I highly recommend creating a parent controller called MY_Controller in the core folder and adding the initial code to it.

1. MY_Controller

Let's create a file called MY_Controller.php in the core folder.

class MY_Controller extends CI_Controller
{
    /**
     * Constructor.
     */
    public function __construct()
    {
        parent::__construct();
    }
}

2. Initialize the Firewall Instance

Put the initial code in the constructor so that any controller that extends MY_Controller will have Shieldon Firewall initialized and the $this->firewall() method available.

class MY_Controller extends CI_Controller
{
    /**
     * Constructor.
     */
    public function __construct()
    {
        parent::__construct();

        // Composer autoloader
        require_once APPPATH . '../vendor/autoload.php';

        // This directory must be writable.
        $storage = APPPATH . 'cache/shieldon_firewall';

        $firewall = new \Shieldon\Firewall\Firewall();
        $firewall->configure($storage);

        // The base url for the control panel.
        $firewall->controlPanel('/firewall/panel/');

        $response = $firewall->run();

        if ($response->getStatusCode() !== 200) {
            $httpResolver = new \Shieldon\Firewall\HttpResolver();
            $httpResolver($response);
        }
    }

    /**
     * Shieldon Firewall protection.
     */
    public function firewall()
    {
        $firewall = \Shieldon\Container::get('firewall');
        $firewall->run();
    }
}

Reminder

For optimal security, both the system and application folders should be placed above the web root so that they are not directly accessible via a browser.

If your application folder is at the same level as index.php, please move the $storage directory to a secure location. For example:

$storage =  APPPATH . '../shieldon';

3. Define a Controller for the Control Panel

We need a controller to get into Shieldon firewall controll panel, in this example, wedefine a controller named Firewall.

class Firewall extends MY_Controller
{
    public function __construct()
    {
        parent::__construct();
    }

    /**
     * This is the entry of our Firewall Panel.
     */
    public function panel()
    {
        $panel = new \Shieldon\Firewall\Panel();
        $panel->entry();
    }
}

Now, you can access the Firewall Panel using the following URL:

https://yoursite.com/firewall/panel/

CodeIgniter 4

1. Register a Filter.

In your app/Config/Filters.php file, add the following code to the $aliases property:

'firewall' => \Shieldon\Firewall\Intergration\CodeIgniter4::class,

Next, add the string firewall to the $globals property, within the before array:

public $globals = [
    'before' => [
        'firewall'
    ],
];

2. Define a Controller for the Firewall Panel

<?php 

namespace App\Controllers;

class Firewall extends BaseController
{
    public function panel()
    {
        $panel = new \Shieldon\Firewall\Panel();
        $panel->csrf([csrf_token() => csrf_hash()]);
        $panel->entry();
    }
}

That's it!

You can access the Firewall Panel at /firewall/panel.
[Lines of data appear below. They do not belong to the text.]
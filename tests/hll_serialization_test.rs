// Licensed to the Apache Software Foundation (ASF) under one
// or more contributor license agreements.  See the NOTICE file
// distributed with this work for additional information
// regarding copyright ownership.  The ASF licenses this file
// to you under the Apache License, Version 2.0 (the
// "License"); you may not use this file except in compliance
// with the License.  You may obtain a copy of the License at
//
//   http://www.apache.org/licenses/LICENSE-2.0
//
// Unless required by applicable law or agreed to in writing,
// software distributed under the License is distributed on an
// "AS IS" BASIS, WITHOUT WARRANTIES OR CONDITIONS OF ANY
// KIND, either express or implied.  See the License for the
// specific language governing permissions and limitations
// under the License.

use datasketches_hll::error::ErrorKind;
use datasketches_hll::hll::CurMode;
use datasketches_hll::hll::HllSketch;
use datasketches_hll::hll::HllType;
use datasketches_hll::hll::preamble_summary;
use googletest::assert_that;
use googletest::prelude::contains_substring;
use googletest::prelude::eq;

const ALL_TYPES: [HllType; 3] = [HllType::Hll4, HllType::Hll6, HllType::Hll8];

fn sketch_with(lg_k: u8, hll_type: HllType, n: u64) -> HllSketch<'static> {
    let mut sketch = HllSketch::new(lg_k, hll_type);
    for i in 0..n {
        sketch.update(i).unwrap();
    }
    sketch
}

#[test]
fn test_roundtrip_every_mode() {
    for hll_type in ALL_TYPES {
        for (n, mode) in [
            (0, CurMode::List),
            (5, CurMode::List),
            (100, CurMode::Set),
            (5000, CurMode::Hll),
        ] {
            let sketch = sketch_with(12, hll_type, n);
            assert_that!(sketch.current_mode(), eq(mode));

            let compact = sketch.to_bytes();
            assert_that!(compact.len(), eq(sketch.compact_serialization_bytes()));
            let restored = HllSketch::from_bytes(&compact).unwrap();
            assert_that!(restored.current_mode(), eq(mode));
            assert_that!(restored.estimate(), eq(sketch.estimate()));
            assert!(!restored.is_compact());
            assert!(restored == sketch);

            let updatable = sketch.to_updatable_bytes().unwrap();
            assert_that!(updatable.len(), eq(sketch.updatable_serialization_bytes()));
            let restored = HllSketch::from_bytes(&updatable).unwrap();
            assert_that!(restored.estimate(), eq(sketch.estimate()));
            assert_that!(restored.to_bytes(), eq(&compact));
        }
    }
}

#[test]
fn test_compact_sparse_is_smaller() {
    let sketch = sketch_with(12, HllType::Hll8, 100);
    assert_that!(sketch.compact_serialization_bytes(), eq(12 + 4 * 100));
    assert!(sketch.updatable_serialization_bytes() > sketch.compact_serialization_bytes());
}

#[test]
fn test_restored_sketch_keeps_updating() {
    for hll_type in ALL_TYPES {
        let mut original = sketch_with(10, hll_type, 50);
        let mut restored = HllSketch::from_bytes(&original.to_bytes()).unwrap();
        for i in 50..3000 {
            original.update(i).unwrap();
            restored.update(i).unwrap();
        }
        assert!(restored == original);
        assert_that!(restored.current_mode(), eq(CurMode::Hll));
    }
}

#[test]
fn test_wrap_reads_without_copying() {
    for n in [3, 200, 10_000] {
        let sketch = sketch_with(11, HllType::Hll4, n);
        for bytes in [sketch.to_bytes(), sketch.to_updatable_bytes().unwrap()] {
            let wrapped = HllSketch::wrap(&bytes).unwrap();
            assert!(wrapped.is_read_only());
            assert!(wrapped.is_direct());
            assert_that!(wrapped.estimate(), eq(sketch.estimate()));
            assert_that!(wrapped.current_mode(), eq(sketch.current_mode()));
        }
    }
}

#[test]
fn test_wrapped_compact_copies_back() {
    let sketch = sketch_with(12, HllType::Hll6, 150);
    let bytes = sketch.to_bytes();
    let wrapped = HllSketch::wrap(&bytes).unwrap();
    assert!(wrapped.is_compact());
    let copy = wrapped.copy().unwrap();
    assert!(!copy.is_compact());
    assert!(copy == sketch);
    // slot placement may differ once coupons are re-inserted
    let updatable = wrapped.to_updatable_bytes().unwrap();
    assert!(HllSketch::from_bytes(&updatable).unwrap() == sketch);
}

#[test]
fn test_rejects_short_buffers() {
    let err = HllSketch::from_bytes(&[]).unwrap_err();
    assert_that!(err.kind(), eq(ErrorKind::MalformedDeserializeData));
    assert_that!(err.message(), contains_substring("insufficient data for preamble"));

    let bytes = sketch_with(10, HllType::Hll8, 5000).to_bytes();
    let err = HllSketch::wrap(&bytes[..bytes.len() - 1]).unwrap_err();
    assert_that!(err.message(), contains_substring("insufficient data for sketch data"));

    let err = HllSketch::wrap(&bytes[..20]).unwrap_err();
    assert_that!(err.message(), contains_substring("shorter than its declared preamble"));
}

#[test]
fn test_rejects_foreign_family() {
    let mut bytes = sketch_with(10, HllType::Hll8, 3).to_bytes();
    bytes[2] = 3;
    let err = HllSketch::from_bytes(&bytes).unwrap_err();
    assert_that!(err.kind(), eq(ErrorKind::MalformedDeserializeData));
    assert_that!(err.message(), contains_substring("invalid family"));
    assert_that!(err.message(), contains_substring("got 3"));
}

#[test]
fn test_rejects_bad_header_fields() {
    let good = sketch_with(10, HllType::Hll8, 3).to_bytes();

    let mut bytes = good.clone();
    bytes[1] = 2;
    let err = HllSketch::from_bytes(&bytes).unwrap_err();
    assert_that!(err.message(), contains_substring("unsupported serialization version"));

    let mut bytes = good.clone();
    bytes[3] = 22;
    let err = HllSketch::from_bytes(&bytes).unwrap_err();
    assert_that!(err.message(), contains_substring("invalid lg_config_k"));

    let mut bytes = good.clone();
    bytes[7] = 3;
    let err = HllSketch::from_bytes(&bytes).unwrap_err();
    assert_that!(err.message(), contains_substring("invalid current mode"));

    let mut bytes = good.clone();
    bytes[7] = 3 << 2;
    let err = HllSketch::from_bytes(&bytes).unwrap_err();
    assert_that!(err.message(), contains_substring("invalid target HLL type"));

    let mut bytes = good.clone();
    bytes[0] = 3;
    let err = HllSketch::from_bytes(&bytes).unwrap_err();
    assert_that!(err.message(), contains_substring("invalid preamble ints"));

    let mut bytes = good;
    bytes[5] ^= 1;
    let err = HllSketch::from_bytes(&bytes).unwrap_err();
    assert_that!(err.message(), contains_substring("different byte order"));
}

#[test]
fn test_copy_as_across_types() {
    for from in ALL_TYPES {
        let sketch = sketch_with(10, from, 30_000);
        for to in ALL_TYPES {
            let converted = sketch.copy_as(to).unwrap();
            assert_that!(converted.hll_type(), eq(to));
            assert_that!(converted.estimate(), eq(sketch.estimate()));

            let back = HllSketch::from_bytes(&converted.to_bytes()).unwrap();
            assert_that!(back.hll_type(), eq(to));
            assert_that!(back.estimate(), eq(sketch.estimate()));
        }
    }
}

#[test]
fn test_preamble_summary() {
    let sketch = sketch_with(10, HllType::Hll4, 5000);
    let summary = preamble_summary(&sketch.to_bytes()).unwrap();
    assert_that!(summary, contains_substring("Family                : HLL"));
    assert_that!(summary, contains_substring("lg_config_k           : 10"));
    assert_that!(summary, contains_substring("COMPACT                      : true"));
    assert_that!(summary, contains_substring("Some(Hll), Some(Hll4)"));

    let err = preamble_summary(&[1, 2, 3]).unwrap_err();
    assert_that!(err.kind(), eq(ErrorKind::MalformedDeserializeData));
}

#[test]
fn test_counters_disagreeing_with_registers() {
    let sketch = sketch_with(10, HllType::Hll8, 5000);
    let mut bytes = sketch.to_updatable_bytes().unwrap();
    // every register empty, yet no register counted at the minimum
    bytes[40..].fill(0);
    bytes[32..36].copy_from_slice(&0u32.to_ne_bytes());

    let mut restored = HllSketch::from_bytes(&bytes).unwrap();
    let err = restored.update(12345).unwrap_err();
    assert_that!(err.kind(), eq(ErrorKind::InvariantViolation));

    let mut region = bytes.clone();
    let mut wrapped = HllSketch::writable_wrap(&mut region).unwrap();
    let err = wrapped.update(12345).unwrap_err();
    assert_that!(err.kind(), eq(ErrorKind::InvariantViolation));
    drop(wrapped);
    assert_that!(region, eq(&bytes));
}

#[test]
fn test_rejects_oversized_sparse_arrays() {
    let mut list = sketch_with(12, HllType::Hll8, 3).to_updatable_bytes().unwrap();
    list[4] = 9;
    list.resize(8 + (4 << 9), 0);
    let err = HllSketch::from_bytes(&list).unwrap_err();
    assert_that!(err.kind(), eq(ErrorKind::MalformedDeserializeData));
    assert_that!(err.message(), contains_substring("invalid lg_arr for List mode"));

    let mut set = sketch_with(12, HllType::Hll8, 100).to_updatable_bytes().unwrap();
    set[4] = 10;
    set.resize(12 + (4 << 10), 0);
    let err = HllSketch::writable_wrap(&mut set).unwrap_err();
    assert_that!(err.message(), contains_substring("invalid lg_arr for Set mode"));
}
To view the page, go to this URL in your browser.

Control Panel

https://yoursite.com/firewall/panel/

The default login is shieldon_user, and the password is shieldon_pass. After logging into the Firewall Panel, the first thing you should do is change the login and password.

If Shieldon Firewall is enabled in the Daemon setting section, it will start monitoring your website. Make sure you have correctly set up the settings.